There was a woman in front of me in the final stretch, wearing a wool knit hat that hung over her back.  She looked in her 20’s and was easily under 5 feet tall.  I passed her as she slowed down during the last mile.  But as we approached the finish line she came charging up and pulled by me.  Then another woman on my left (also maybe in her 20’s) also passed me.

No way was some young’n in a goofy hat going to beat me in this race.   I don’t know where it came from, but I SPRINTED.  I mean, I was up on toes, digging in, and the feet were flying.  Going downhill was killing my feet as they slapped the asphalt, but I blew by those two like they had nothing left in the tank.   Spectators seeing the sprint were cheering like crazy.   Those two finished behind me.

I’m an older guy, and I’m not very fast, but I’m getting a little tired of 20-year-olds passing me.  If I can go faster, I will.  If you want to pass an old man, then you have to work for it, and want it more than I do.  Most will likely find this easy to do.  :D

I got so distracted by the fireworks, that I forgot to turn on the Forerunner.  When I finally did, it wasn’t reset, so it started adding time to my last run.  Oh well.  According to the results sheet, I finished under an 8:00 pace (beat those two women by a couple seconds only).  I guess I’m happy it wasn’t slower.  Its a far cry from my PR, but given my condition, I’m satisfied.  For now.

Stockade-athon 15K – PR

I just got back from running in the Stockade-athon 15K this morning.  Let me say it was damn cold at the start. 31F or something like that.  I was frozen.

I sat in the car until the last possible minute, and then whipped off the running pants to run in shorts.  I kept my running jacket and heavy gloves on, but soon found them to be a serious burden.

The race started in Central Park in Schenectady, headed down into the Stockade area and then back up State Street for one final loop around the park before finishing.  Overall, its a splendid race location.  Although, if you don’t like hills, you will hate the one at the end going up state street from Proctor’s Theater.   Big, steep hill.  After that hill, my gloves came off and my jacket was unzipped, I was so overheated.

I did pretty well in this race, considering my running has been extremely light since the marathon. Less than two miles into the race, that evil monkey crawled up on my back and whispered “What are you doing? Did you forget how awful the marathon was? This will be just as bad!”.  Then a good little monkey crawled up next to him, yelled “F#@% YOU!”, ripped the evil monkey’s head off, and ate it. Good little monkey.    :)
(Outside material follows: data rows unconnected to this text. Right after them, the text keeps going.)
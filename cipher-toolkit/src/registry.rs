//! Static catalog mapping each cipher to its encrypt/decrypt pair
//!
//! Adding a cipher means adding a [`CipherKind`] variant and one [`REGISTRY`] entry.

use std::fmt;

use tracing::debug;

use crate::error::Result;
use crate::request::CipherRequest;
use crate::substitution::{caesar, monoalphabetic, vigenere};
use crate::transposition::{permutation, row};
use crate::{block, hill, otp, playfair};

/// Signature every registered transform is adapted to.
pub type CipherFn = fn(&CipherRequest) -> Result<String>;

#[derive(Debug, Clone, Copy, PartialEq, Eq, Hash)]
pub enum CipherKind {
    Caesar,
    Monoalphabetic,
    Playfair,
    Vigenere,
    OneTimePad,
    Hill,
    RowTransposition,
    Permutation,
    Des,
    Aes,
}

impl CipherKind {
    pub const ALL: [CipherKind; 10] = [
        CipherKind::Caesar,
        CipherKind::Monoalphabetic,
        CipherKind::Playfair,
        CipherKind::Vigenere,
        CipherKind::OneTimePad,
        CipherKind::Hill,
        CipherKind::RowTransposition,
        CipherKind::Permutation,
        CipherKind::Des,
        CipherKind::Aes,
    ];

    pub fn entry(self) -> &'static CipherEntry {
        // REGISTRY is declared in variant order
        &REGISTRY[self as usize]
    }

    pub fn name(self) -> &'static str {
        self.entry().name
    }

    pub fn slug(self) -> &'static str {
        self.entry().slug
    }
}

impl fmt::Display for CipherKind {
    fn fmt(&self, f: &mut fmt::Formatter<'_>) -> fmt::Result {
        f.write_str(self.name())
    }
}

#[derive(Debug, Clone, Copy, PartialEq, Eq)]
pub enum Direction {
    Encrypt,
    Decrypt,
}

impl fmt::Display for Direction {
    fn fmt(&self, f: &mut fmt::Formatter<'_>) -> fmt::Result {
        match self {
            Direction::Encrypt => write!(f, "encrypt"),
            Direction::Decrypt => write!(f, "decrypt"),
        }
    }
}

/// One registered cipher.
#[derive(Clone, Copy)]
pub struct CipherEntry {
    pub kind: CipherKind,
    /// Human-readable name shown to users.
    pub name: &'static str,
    /// Short lowercase identifier for command lines.
    pub slug: &'static str,
    encrypt_fn: CipherFn,
    decrypt_fn: CipherFn,
}

impl fmt::Debug for CipherEntry {
    fn fmt(&self, f: &mut fmt::Formatter<'_>) -> fmt::Result {
        f.debug_struct("CipherEntry")
            .field("kind", &self.kind)
            .field("name", &self.name)
            .field("slug", &self.slug)
            .finish_non_exhaustive()
    }
}

impl CipherEntry {
    pub fn encrypt(&self, request: &CipherRequest) -> Result<String> {
        self.run(Direction::Encrypt, request)
    }

    pub fn decrypt(&self, request: &CipherRequest) -> Result<String> {
        self.run(Direction::Decrypt, request)
    }

    pub fn run(&self, direction: Direction, request: &CipherRequest) -> Result<String> {
        debug!(
            cipher = self.name,
            %direction,
            payload_len = request.payload.len(),
            options = ?request.options,
            "dispatching cipher"
        );
        let transform = match direction {
            Direction::Encrypt => self.encrypt_fn,
            Direction::Decrypt => self.decrypt_fn,
        };
        let result = transform(request);
        if let Err(err) = &result {
            debug!(cipher = self.name, %direction, kind = ?err.kind(), "cipher rejected input");
        }
        result
    }
}

macro_rules! text_cipher {
    ($kind:ident, $name:literal, $slug:literal, $encrypt:path, $decrypt:path) => {
        CipherEntry {
            kind: CipherKind::$kind,
            name: $name,
            slug: $slug,
            encrypt_fn: |request| $encrypt(&request.payload, &request.key),
            decrypt_fn: |request| $decrypt(&request.payload, &request.key),
        }
    };
}

fn otp_encrypt(request: &CipherRequest) -> Result<String> {
    let mode = request.otp_mode()?;
    let format = request.output_format()?;
    otp::encrypt(&request.payload, &request.key, mode, format)
}

fn otp_decrypt(request: &CipherRequest) -> Result<String> {
    let mode = request.otp_mode()?;
    let format = request.output_format()?;
    otp::decrypt(&request.payload, &request.key, mode, format)
}

pub static REGISTRY: [CipherEntry; 10] = [
    text_cipher!(Caesar, "Caesar Cipher", "caesar", caesar::encrypt, caesar::decrypt),
    text_cipher!(
        Monoalphabetic,
        "Monoalphabetic",
        "monoalphabetic",
        monoalphabetic::encrypt,
        monoalphabetic::decrypt
    ),
    text_cipher!(Playfair, "Playfair Cipher", "playfair", playfair::encrypt, playfair::decrypt),
    text_cipher!(Vigenere, "Vigenère Cipher", "vigenere", vigenere::encrypt, vigenere::decrypt),
    CipherEntry {
        kind: CipherKind::OneTimePad,
        name: "One-Time Pad",
        slug: "otp",
        encrypt_fn: otp_encrypt,
        decrypt_fn: otp_decrypt,
    },
    text_cipher!(Hill, "Hill Cipher", "hill", hill::encrypt, hill::decrypt),
    text_cipher!(
        RowTransposition,
        "Row Transposition",
        "row-transposition",
        row::encrypt,
        row::decrypt
    ),
    text_cipher!(
        Permutation,
        "Permutation",
        "permutation",
        permutation::encrypt,
        permutation::decrypt
    ),
    text_cipher!(Des, "DES", "des", block::des_encrypt, block::des_decrypt),
    text_cipher!(Aes, "AES", "aes", block::aes_encrypt, block::aes_decrypt),
];

/// All registered ciphers in display order.
pub fn entries() -> &'static [CipherEntry] {
    &REGISTRY
}

/// Finds a cipher by exact display name or case-insensitive slug.
pub fn lookup(name: &str) -> Option<&'static CipherEntry> {
    let name = name.trim();
    REGISTRY
        .iter()
        .find(|entry| entry.name == name || entry.slug.eq_ignore_ascii_case(name))
}

pub fn encrypt(kind: CipherKind, request: &CipherRequest) -> Result<String> {
    kind.entry().encrypt(request)
}

pub fn decrypt(kind: CipherKind, request: &CipherRequest) -> Result<String> {
    kind.entry().decrypt(request)
}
There were lots of spectators on the course, and a few bands.  Well, a guy playing a drum set, and four older gentlemen with a kazoo band, which made me laugh both times I went past, even near the end of the race.   I saw a woman holding a giant sign that said “Run Blogger Run” (or something close).  I wondered who she was cheering.
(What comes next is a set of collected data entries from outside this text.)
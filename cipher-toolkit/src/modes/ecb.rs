//! ECB (Electronic Code Book) mode implementation

use crate::{BlockCipher, Result, error::CipherError, utils};

use super::CipherModes;

impl CipherModes {
    /// ECB mode encryption with PKCS#7 padding
    pub fn ecb_encrypt<C: BlockCipher>(cipher: &C, key: &[u8], plaintext: &[u8]) -> Result<Vec<u8>> {
        let block_size = cipher.block_size();
        let padded_data: Vec<u8> = utils::add_padding(plaintext, block_size);
        let mut ciphertext: Vec<u8> = Vec::with_capacity(padded_data.len());

        for chunk in padded_data.chunks(block_size) {
            let encrypted_block = cipher.encrypt(key, chunk)?;
            ciphertext.extend(encrypted_block);
        }

        Ok(ciphertext)
    }

    /// ECB mode decryption; strips and validates the padding
    pub fn ecb_decrypt<C: BlockCipher>(cipher: &C, key: &[u8], ciphertext: &[u8]) -> Result<Vec<u8>> {
        let block_size = cipher.block_size();
        if ciphertext.is_empty() || ciphertext.len() % block_size != 0 {
            return Err(CipherError::InvalidCiphertextEncoding(format!(
                "ciphertext must be a non-empty multiple of {block_size} bytes"
            )));
        }

        let mut plaintext = Vec::with_capacity(ciphertext.len());

        for chunk in ciphertext.chunks(block_size) {
            let decrypted_block = cipher.decrypt(key, chunk)?;
            plaintext.extend(decrypted_block);
        }

        utils::remove_padding(&plaintext, block_size)
    }
}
I tried not to look at my Forerunner too much, just to let my legs run the race.  I saved a little for the big hill at the end, so I wouldn’t die to badly.   I passed lots of folks in the last two miles, as they slowed down after the hill. My breathing was very even, most of the way.   I even passed two high school kids who were part of a larger group earlier. Any time I can pass the speedy youts, I’m happy.

As I came into the finishing chute, I spotted Darlene cutting chips off runners’ shoes.  Too many folks in her line, so I moved on.  I got a chance to introduce myself later.  Nice to meet you, Darlene!
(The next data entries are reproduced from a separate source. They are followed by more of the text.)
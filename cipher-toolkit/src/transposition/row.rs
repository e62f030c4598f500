//! Row (columnar) transposition with irregular columns
//!
//! Encryption lays the text out row-major under a digit key such as `3142`
//! and reads whole columns in key order. The last row may be partial; its
//! missing cells are skipped rather than emitted, so the ciphertext has exactly
//! the plaintext's length and decryption recovers the column heights from that
//! length alone.

use crate::error::{CipherError, Result};

/// Parses a digit key into 0-based column indices in read order.
pub fn parse_key(key: &str) -> Result<Vec<usize>> {
    if key.is_empty() || !key.chars().all(|c| c.is_ascii_digit()) {
        return Err(CipherError::InvalidKeyFormat(
            "key must be a numeric string (e.g., '3142')".to_string(),
        ));
    }

    let digits: Vec<usize> = key.bytes().map(|b| (b - b'0') as usize).collect();
    let columns = digits.len();
    let mut seen = vec![false; columns];
    for &digit in &digits {
        if digit == 0 || digit > columns || seen[digit - 1] {
            return Err(CipherError::NonPermutationKey(format!(
                "key must contain each digit from 1 to {columns} exactly once"
            )));
        }
        seen[digit - 1] = true;
    }

    Ok(digits.into_iter().map(|digit| digit - 1).collect())
}

/// Height of every column (by 0-based column index) for a text of `text_len` characters.
///
/// With `remainder = text_len % columns` (or `columns` when that is zero),
/// the first `remainder` columns are full height and the rest are one short.
pub fn column_heights(text_len: usize, columns: usize) -> Vec<usize> {
    let rows = text_len.div_ceil(columns);
    let remainder = match text_len % columns {
        0 => columns,
        r => r,
    };
    (0..columns)
        .map(|col| if col < remainder { rows } else { rows.saturating_sub(1) })
        .collect()
}

/// Encrypts text using row transposition.
///
/// # Arguments
///
/// * `content` - The plaintext; every character is kept
/// * `key` - Digits `1..=n`, each exactly once
///
/// # Returns
///
/// The columns read in key order, the same length as `content`
pub fn encrypt(content: &str, key: &str) -> Result<String> {
    let order = parse_key(key)?;
    let columns = order.len();
    let chars: Vec<char> = content.chars().collect();
    let rows = chars.len().div_ceil(columns);

    let mut result = String::with_capacity(content.len());
    for &col in &order {
        for row in 0..rows {
            // cells past the end of the text are padding
            if let Some(&c) = chars.get(row * columns + col) {
                result.push(c);
            }
        }
    }
    Ok(result)
}

/// Refills the columns in key order using [`column_heights`] and reads row-major.
pub fn decrypt(content: &str, key: &str) -> Result<String> {
    let order = parse_key(key)?;
    let columns = order.len();
    let chars: Vec<char> = content.chars().collect();
    let heights = column_heights(chars.len(), columns);
    let rows = heights.first().copied().unwrap_or(0);
    tracing::trace!(rows, columns, ?heights, "row transposition grid");

    let mut grid: Vec<Option<char>> = vec![None; rows * columns];
    let mut source = chars.iter();
    for &col in &order {
        for row in 0..heights[col] {
            grid[row * columns + col] = source.next().copied();
        }
    }

    Ok(grid.into_iter().flatten().collect())
}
Unofficial time: 1:12:27, which cuts about 18 minutes off my previous PR.   Although, that PR was set when I tore my calf muscle at mile 7, so if I couldn’t beat that today, I was in serious trouble.  I should have been a bit faster than what I got actually.  My New Haven pace was faster and that was a 20K.   Oh well.  I’m still happy with the time.

One thing that the marathon does for me, is it teaches me that normal races will never feel as bad as the marathon.  Don’t get me wrong, this race did not feel good (they never do actually), but compared to the marathon, it was like lying in the hot tub for an hour with a fruity drink in one hand, and the remote control to the DVD player in the other.  Its kind of like what speedwork does for me.  It teaches my brain that I can feel really really awful and still not die.  So when I run a 5K and feel like I want to die, I remember that it never feels as bad as speedwork does, and then I know its ok to push harder.

Food Report:

All I can say is WOW. I counted twenty (TWENTY!) extended picnic tables covered with PILES of food. There were bushels of apples, bananas, oranges, bagels and cream cheese, cookies, doughnuts, multiple brands of granola bars, chocolate and vanilla pudding cups, Welches fruit chews, chocolate milk drink boxes, Stewarts lemonade and iced tea, bottle of Gatorade, water bottles, Slim Jims, Motts fruit juice boxes, Bazooka bubble gum, twizzlers, bags of Snyder’s pretzels and pretzel twists, cans of Coke and diet coke, hot chocolate, sliced pizza, and hot vegetable soup. I didn’t want to leave. This set up even rivaled the Silks and Satins 5K.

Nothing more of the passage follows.